By: John Carlson—
Recently I saw some pictures from those Muncie police calendars featuring racy shots of male and female cops, and they looked pretty good.
As a man, I must say I wouldn’t mind being taken into custody by those ladies with their “Come hither, lawbreaker” looks, fancy Tasers and all. I mean, under the right circumstances, I could probably commit a misdemeanor once a week or so. That’s if I knew they were going to be cuffing me, and not the guys.
The guys? They were pretty impressive, too.
“Nancy,” I asked my wife, pointing to their picture. “What the heck are those things?”
She leaned over for a look. “Muscles.”
“Oh.”
These guys also had automatic weapons slung over their shoulders, semi-automatic pistols strapped to their thighs, and Clint Eastwood-type intimidating looks that said, “Go ahead … make my day.” I tried to imagine if I could have ever looked that tough, back when I tried to be a cop right out of college, and decided, nope.

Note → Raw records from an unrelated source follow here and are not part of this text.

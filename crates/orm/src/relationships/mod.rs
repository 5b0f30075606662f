//! Relationship declarations and their resolvers
//!
//! One resolver per relationship kind, all behind a single [`Relation`]
//! trait: `attach` injects foreign keys during normalization,
//! `create_pivots` materializes junction rows, and `load` performs the
//! eager-loading half of the contract. Dictionary-building helpers are
//! shared across the variants instead of an inheritance chain.

pub mod belongs_to;
pub mod belongs_to_many;
pub mod dictionary;
pub mod has_many;
pub mod has_many_by;
pub mod has_one;
pub mod metadata;
pub mod morph_many;
pub mod morph_one;
pub mod morph_to;
pub mod traits;

pub use belongs_to::BelongsTo;
pub use belongs_to_many::BelongsToMany;
pub use has_many::HasMany;
pub use has_many_by::HasManyBy;
pub use has_one::HasOne;
pub use metadata::Relationship;
pub use morph_many::MorphMany;
pub use morph_one::MorphOne;
pub use morph_to::MorphTo;
pub use traits::Relation;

My department of choice was in a good-sized city in southwest Ohio, and I moved there for two reasons. One, I’m an aviation nut and loved its airport. Two, it had the lowest minimum-height requirement of any police department I’d researched – that being 5-foot-6. Never mind that, driving around town, it seemed half the cops could barely see over their patrol cars’ dashboards. Anyway, in the end, my uncorrected visual acuity disqualified me, which probably saved my life, me being such a pathetic physical specimen, even great-grandma felons could have beaten the crap out of me.

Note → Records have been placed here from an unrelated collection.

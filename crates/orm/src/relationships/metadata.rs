//! The closed set of relationship kinds
//!
//! Polymorphic dispatch is a tagged-variant lookup, never runtime
//! reflection: each variant carries its key configuration and resolves to
//! its [`Relation`] implementation through [`Relationship::resolver`].

use serde::{Deserialize, Serialize};

use crate::relationships::{
    BelongsTo, BelongsToMany, HasMany, HasManyBy, HasOne, MorphMany, MorphOne, MorphTo, Relation,
};

/// A declared relationship between two entities.
#[derive(Debug, Clone, PartialEq, Eq, Serialize, Deserialize)]
pub enum Relationship {
    /// One-to-one; the related record carries the foreign key
    HasOne(HasOne),
    /// One-to-many; each related record carries the foreign key
    HasMany(HasMany),
    /// Many-to-one; the owning record carries the foreign key
    BelongsTo(BelongsTo),
    /// One-to-many by id list held on the owner
    HasManyBy(HasManyBy),
    /// Many-to-many through a pivot entity
    BelongsToMany(BelongsToMany),
    /// Polymorphic one-to-one
    MorphOne(MorphOne),
    /// Polymorphic one-to-many
    MorphMany(MorphMany),
    /// Polymorphic inverse; target entity read from the type field
    MorphTo(MorphTo),
}

impl Relationship {
    /// Resolver implementing this kind's behavior.
    pub fn resolver(&self) -> &dyn Relation {
        match self {
            Self::HasOne(r) => r,
            Self::HasMany(r) => r,
            Self::BelongsTo(r) => r,
            Self::HasManyBy(r) => r,
            Self::BelongsToMany(r) => r,
            Self::MorphOne(r) => r,
            Self::MorphMany(r) => r,
            Self::MorphTo(r) => r,
        }
    }

    /// Target entity, when fixed at declaration time.
    pub fn related_entity(&self) -> Option<&str> {
        self.resolver().related_entity()
    }

    /// True when the relationship yields a collection.
    pub fn is_collection(&self) -> bool {
        self.resolver().is_collection()
    }

    /// True for the polymorphic kinds.
    pub fn is_polymorphic(&self) -> bool {
        matches!(self, Self::MorphOne(_) | Self::MorphMany(_) | Self::MorphTo(_))
    }

    /// True when the relationship joins through a pivot entity.
    pub fn requires_pivot(&self) -> bool {
        matches!(self, Self::BelongsToMany(_))
    }
}

impl From<HasOne> for Relationship {
    fn from(r: HasOne) -> Self {
        Self::HasOne(r)
    }
}

impl From<HasMany> for Relationship {
    fn from(r: HasMany) -> Self {
        Self::HasMany(r)
    }
}

impl From<BelongsTo> for Relationship {
    fn from(r: BelongsTo) -> Self {
        Self::BelongsTo(r)
    }
}

impl From<HasManyBy> for Relationship {
    fn from(r: HasManyBy) -> Self {
        Self::HasManyBy(r)
    }
}

impl From<BelongsToMany> for Relationship {
    fn from(r: BelongsToMany) -> Self {
        Self::BelongsToMany(r)
    }
}

impl From<MorphOne> for Relationship {
    fn from(r: MorphOne) -> Self {
        Self::MorphOne(r)
    }
}

impl From<MorphMany> for Relationship {
    fn from(r: MorphMany) -> Self {
        Self::MorphMany(r)
    }
}

impl From<MorphTo> for Relationship {
    fn from(r: MorphTo) -> Self {
        Self::MorphTo(r)
    }
}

So then I got into the newspaper business. Lately I’ve been wondering, though, if we could have had racy calendars of us newspaper types back when I started. The ladies? Maybe. The guys? Forget it.

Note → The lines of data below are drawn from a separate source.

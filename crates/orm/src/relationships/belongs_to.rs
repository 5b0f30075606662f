//! BelongsTo - many-to-one, foreign key on the owning record

use std::collections::HashSet;

use serde::{Deserialize, Serialize};
use serde_json::Value;

use crate::error::OrmResult;
use crate::normalize::NormalizedData;
use crate::query::{fetch_related, EagerLoadSpec};
use crate::relationships::dictionary::{build_dictionary, field_key, ids_of};
use crate::relationships::Relation;
use crate::schema::SchemaRegistry;
use crate::store::Store;
use crate::Record;

#[derive(Debug, Clone, PartialEq, Eq, Serialize, Deserialize)]
pub struct BelongsTo {
    pub related: String,
    pub foreign_key: String,
    pub owner_key: String,
}

impl BelongsTo {
    pub fn new(
        related: impl Into<String>,
        foreign_key: impl Into<String>,
        owner_key: impl Into<String>,
    ) -> Self {
        Self {
            related: related.into(),
            foreign_key: foreign_key.into(),
            owner_key: owner_key.into(),
        }
    }
}

impl Relation for BelongsTo {
    fn related_entity(&self) -> Option<&str> {
        Some(&self.related)
    }

    fn is_collection(&self) -> bool {
        false
    }

    fn attach(
        &self,
        name: &str,
        parent_entity: &str,
        parent_id: &str,
        _registry: &SchemaRegistry,
        data: &mut NormalizedData,
    ) -> OrmResult<()> {
        let Some(parent) = data.record(parent_entity, parent_id) else {
            return Ok(());
        };
        if parent
            .get(&self.foreign_key)
            .is_some_and(|value| !value.is_null())
        {
            return Ok(());
        }
        let raw = parent.get(name).cloned();
        let Some(related_id) = ids_of(raw.as_ref()).into_iter().next() else {
            return Ok(());
        };
        // prefer the normalized owner record's key; a bare scalar reference
        // is itself the owner-key value
        let owner_value = data
            .record(&self.related, &related_id)
            .and_then(|owner| owner.get(&self.owner_key))
            .filter(|value| !value.is_null())
            .cloned()
            .or_else(|| raw.filter(|value| !value.is_array() && !value.is_object()));
        if let (Some(value), Some(parent)) =
            (owner_value, data.record_mut(parent_entity, parent_id))
        {
            parent.insert(self.foreign_key.clone(), value);
        }
        Ok(())
    }

    fn load(
        &self,
        store: &Store,
        _parent_entity: &str,
        name: &str,
        records: &mut [Record],
        spec: &EagerLoadSpec,
    ) -> OrmResult<()> {
        let keys: HashSet<String> = records
            .iter()
            .filter_map(|record| field_key(record, &self.foreign_key))
            .collect();
        let rows = fetch_related(store, &self.related, spec, |row| {
            field_key(row, &self.owner_key).is_some_and(|key| keys.contains(&key))
        })?;
        let dictionary = build_dictionary(&rows, &self.owner_key);
        for record in records {
            let matched = field_key(record, &self.foreign_key)
                .and_then(|key| dictionary.get(&key))
                .cloned()
                .map_or(Value::Null, Value::Object);
            record.insert(name.to_string(), matched);
        }
        Ok(())
    }
}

On the new police calendar, for example, some of the cops have extensive tattooing. I have a few tats now myself, but back then, my skin was clear as a baby’s tush, since being tattooed meant you’d likely been in the service or to prison. Even had I gotten some, just to prove I wasn’t the wild type that tattoos normally portrayed, they would have been something like Grover romping with Elmo, maybe with Big Bird spelled out on my knuckles.
Then there’s the matter of lethal equipment. If some jerk was bothering us newspaper types, I suppose we could have dropped a typewriter on his foot. Somehow, though, that wouldn’t have had the same cachet, the same visual effect, as an AR-15. Same for the thigh holsters. What would be in ours? Bic pens? And as for the intimidating look on our faces, hard as we tried to instill fear, ours would have conveyed, “Excuse me, but is the word ‘occurring’ spelled with one r or two?”
Besides, calendars need young folks. That seemed to be a time when many of the newspaper guys here were nearing retirement. The ascending youngsters – the new Carl Bernsteins and Bob Woodwards, or more to the point, the Dustin Hoffmans and Robert Redfords from the movie “All the President’s Men” – were just beginning to filter into the newsrooms.
Not that we didn’t have legends. One old guy I worked with in the newsroom was one. Why? For having been spotted walking down the middle of Charles Street early one morning carrying a dead possum by its tail.
No lie.
Yeah, that calendar shot would have driven the ladies mad with desire.
As for the aforementioned muscles, the year being 1975, it was pretty much before muscles were popular. Lifting weights after work? That was limited to hoisting beer bottles and whiskey glasses, which got plenty of reps but weren’t that heavy. Running? People only did that when their clothes were on fire.
And as for those photographs with, say, a vanguard of six ominous-looking cops pictured together? There was no way we could have done that with a vanguard of six newspapermen.
See, cigarettes from the vending machine cost 35 cents a pack back then. Of 20 or so employees in the newsroom at the old Evening Press, all but maybe three smoked, and the smokers looked upon them as a bunch of weirdo health freaks. Granted, I suck at math, but add in some newsroom visitors with their cigarettes and this means more than a thousand were smoked in there every day, or just under half-a-million a year.
The point is, you couldn’t have gotten six newspapermen lined up for a photo because at any given time, at least two would be coughing.
So what did we have to offer? Flabby, out-of-shape guys, most holding typewriters but one holding a dead possum, smiling at the camera while hacking up a bunch of phlegm and other lung gunk.
No wonder we never made racy calendars back then.
A former longtime feature writer and columnist for The Star Press in Muncie, Indiana, John Carlson is a storyteller with an unflagging appreciation for the wonderful people of East Central Indiana and the tales of their lives, be they funny, poignant, inspirational or all three.